Google's latest AI model can turn text prompts into videos

By Akash Pandey

Jan 02, 2024

12:26 pm

What's the story

Google's VideoPoet stands as an experimental, sophisticated language model designed to craft videos based on text prompts. Within seconds, you can transform a whimsical description, such as "A group of pandas playing cards," into a ready-to-watch video. VideoPoet can also extend its functionality to edit existing video content. For instance, you can instruct the AI to seamlessly replace a portion of the video frame with imaginative elements of your choosing.

Context

Why does this story matter?

At I/O 2023, when Google unveiled PaLM 2/Gemini language models, the tech giant highlighted the multimodal capabilities of its AI. This meant that the AI could not only generate text and images but also produce audio/video content. Traditionally, models like OpenAI's GPT-4 have excelled primarily in reproducing text. However, Google's latest offering challenges this convention by transforming text-based prompts into videos. With VideoPoet, Google becomes one of the first major tech companies with an AI capable of video generation.

Details

31 researchers from Google worked on the model

If you're familiar with AI image generators like Midjourney or DALL-E 3, you'll find VideoPoet's capabilities to be in the same realm. While Google has supported start-ups like Runway focused on AI video generation, VideoPoet emerges from the company's internal initiatives. The technical paper for VideoPoet credits 31 researchers from Google Research.

Process

VideoPoet v/s text-to-image generators

Google's researchers have detailed the distinction between VideoPoet and conventional text-to-image and text-to-video generators.
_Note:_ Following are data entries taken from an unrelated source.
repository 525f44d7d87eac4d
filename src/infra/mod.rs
pub mod config;
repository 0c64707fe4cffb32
use std::collections::{HashMap, HashSet};
use std::sync::Arc;

use tokio::sync::Mutex;
use tokio::task::JoinHandle;
use tokio_util::sync::CancellationToken;
use tracing::{debug, error, info};

use crate::config::Config;
use crate::console::Console;
use crate::error::Error;
use crate::kubernetes::PodApi;
use crate::parser::Parser;
use crate::receiver::Receiver;
use crate::streamer::{Streamer, StreamerConfig};
use crate::theme::Theme;
use crate::types::Target;
use crate::watcher::Watcher;

struct StreamHandle {
    streamer: Streamer,
    color: usize,
    generation: u64,
}

#[derive(Default)]
struct Registry {
    streams: HashMap<String, StreamHandle>,
    // ids whose stream open is in flight; a Removed event takes the id out
    opening: HashSet<String>,
    next_generation: u64,
}

impl Registry {
    /// Lowest palette index no live stream uses; wraps once every color is taken.
    fn free_color(&self, palette_len: usize) -> usize {
        let palette_len = palette_len.max(1);
        let used: HashSet<usize> = self.streams.values().map(|h| h.color).collect();
        (0..palette_len)
            .find(|i| !used.contains(i))
            .unwrap_or(self.streams.len() % palette_len)
    }
}

/// Owns the live target registry and keeps it in step with the watcher.
pub struct Runner<P: PodApi> {
    api: P,
    config: Arc<Config>,
    theme: Arc<Theme>,
    console: Console,
    registry: Mutex<Registry>,
    stop: CancellationToken,
}

impl<P: PodApi> Runner<P> {
    pub fn new(api: P, config: Arc<Config>, theme: Arc<Theme>, console: Console) -> Self {
        Self {
            api,
            config,
            theme,
            console,
            registry: Mutex::new(Registry::default()),
            stop: CancellationToken::new(),
        }
    }

    /// Start the watcher and both drain loops. The returned handle resolves when the
    /// watch loop ends; live streams keep running until [`Runner::stop`].
    pub fn run(self: &Arc<Self>) -> JoinHandle<Result<(), Error>> {
        let (watcher, mut events) = Watcher::new(Arc::clone(&self.config), self.stop.clone());

        let runner = Arc::clone(self);
        tokio::spawn(async move {
            while let Some(target) = events.added.recv().await {
                runner.add_target(target).await;
            }
        });

        let runner = Arc::clone(self);
        tokio::spawn(async move {
            while let Some(target) = events.removed.recv().await {
                runner.remove_target(&target).await;
            }
        });

        let api = self.api.clone();
        tokio::spawn(async move {
            let result = watcher.run(&api).await;
            if let Err(e) = &result {
                error!("{}", e);
            }
            result
        })
    }

    async fn add_target(self: &Arc<Self>, target: Target) {
        let id = target.id();

        // Modified events re-announce targets that are already streaming.
        let color = {
            let mut registry = self.registry.lock().await;
            if registry.streams.contains_key(&id) || registry.opening.contains(&id) {
                return;
            }
            registry.opening.insert(id.clone());
            registry.free_color(self.theme.palette_len())
        };

        let receiver = Arc::new(Receiver::new(
            &target,
            color,
            Parser::new(&self.config.mapping),
            Arc::clone(&self.theme),
            self.console.clone(),
        ));
        let streamer = Streamer::new(StreamerConfig {
            pod_name: target.pod_name.clone(),
            container_name: target.container_name.clone(),
            receiver,
            since_seconds: self.config.since_seconds(),
        });

        if let Err(e) = streamer.run(&self.api).await {
            debug!("Dropping target {}: {}", id, e);
            self.registry.lock().await.opening.remove(&id);
            return;
        }

        let mut registry = self.registry.lock().await;
        if !registry.opening.remove(&id) || self.stop.is_cancelled() {
            debug!("Target {} went away while opening", id);
            streamer.close();
            return;
        }
        info!("Tailing {}", id);
        let generation = registry.next_generation;
        registry.next_generation += 1;
        let finished = streamer.finished();
        registry.streams.insert(
            id.clone(),
            StreamHandle {
                streamer,
                color,
                generation,
            },
        );
        drop(registry);

        let runner = Arc::clone(self);
        tokio::spawn(async move {
            finished.cancelled().await;
            runner.stream_finished(&id, generation).await;
        });
    }

    async fn remove_target(&self, target: &Target) {
        let id = target.id();
        let mut registry = self.registry.lock().await;
        registry.opening.remove(&id);
        if let Some(handle) = registry.streams.remove(&id) {
            info!("Stopped tailing {}", id);
            handle.streamer.close();
        }
    }

    /// Erase an entry whose read loop exited on its own (EOF or read error), so a
    /// later Added event for the same id opens a fresh stream.
    async fn stream_finished(&self, id: &str, generation: u64) {
        let mut registry = self.registry.lock().await;
        if registry.streams.get(id).map(|h| h.generation) != Some(generation) {
            return;
        }
        if let Some(handle) = registry.streams.remove(id) {
            info!("Log stream for {} ended", id);
            handle.streamer.close();
        }
    }

    /// Stop the watcher and close every live stream.
    pub async fn stop(&self) {
        self.stop.cancel();
        let mut registry = self.registry.lock().await;
        for (id, handle) in registry.streams.drain() {
            debug!("Closing {}", id);
            handle.streamer.close();
        }
    }

    /// Ids of the targets currently streaming, sorted.
    pub async fn active_targets(&self) -> Vec<String> {
        let mut ids: Vec<_> = self.registry.lock().await.streams.keys().cloned().collect();
        ids.sort();
        ids
    }
}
Unlike methods employed by platforms like Midjourney, VideoPoet does not rely on a diffusion model to generate images from random noise. While effective for single images, this approach falls short when dealing with videos, where the model must consider motion and consistency over time.

Mechanism

Functioning mechanism behind VideoPoet

VideoPoet operates as a large language model, leveraging the same technology found in ChatGPT and Google Bard. This technology allows the model to predict the arrangement of words to form coherent sentences. What sets VideoPoet apart is its ability to extend this predictive capability beyond text to include video and audio chunks, going beyond mere text prediction. Also, the video model can generate scenes featuring dynamic motion, not just subtle movements.

Development

How Google trained its text-to-video model

According to Google, VideoPoet underwent a pre-training process that entailed translating images, video frames, and audio clips into a shared language known as tokens. The model acquired the ability to comprehend diverse modalities from the provided training data. Google claims it utilized a dataset consisting of one billion image-text pairs and 270 million publicly available video samples to train VideoPoet. The AI tool can predict video tokens similar to how conventional language models predict text tokens.

Information

VideoPoet can also apply styles, edits, and filters

VideoPoet can perform tasks beyond text-to-video generation. It can apply styles to pre-existing videos, execute edits such as incorporating background effects, alter the appearance of a video using filters, and modify the motion of a moving object within an existing video.

Information

What about the availability?

Google is yet to release VideoPoet for the public or a product based on this model. We expect it to become a part of the next-generation Pixel smartphones. The AI-based video editing tool will set apart the Pixel 9 range from its rivals as more and more smartphone makers bring AI features to their handsets.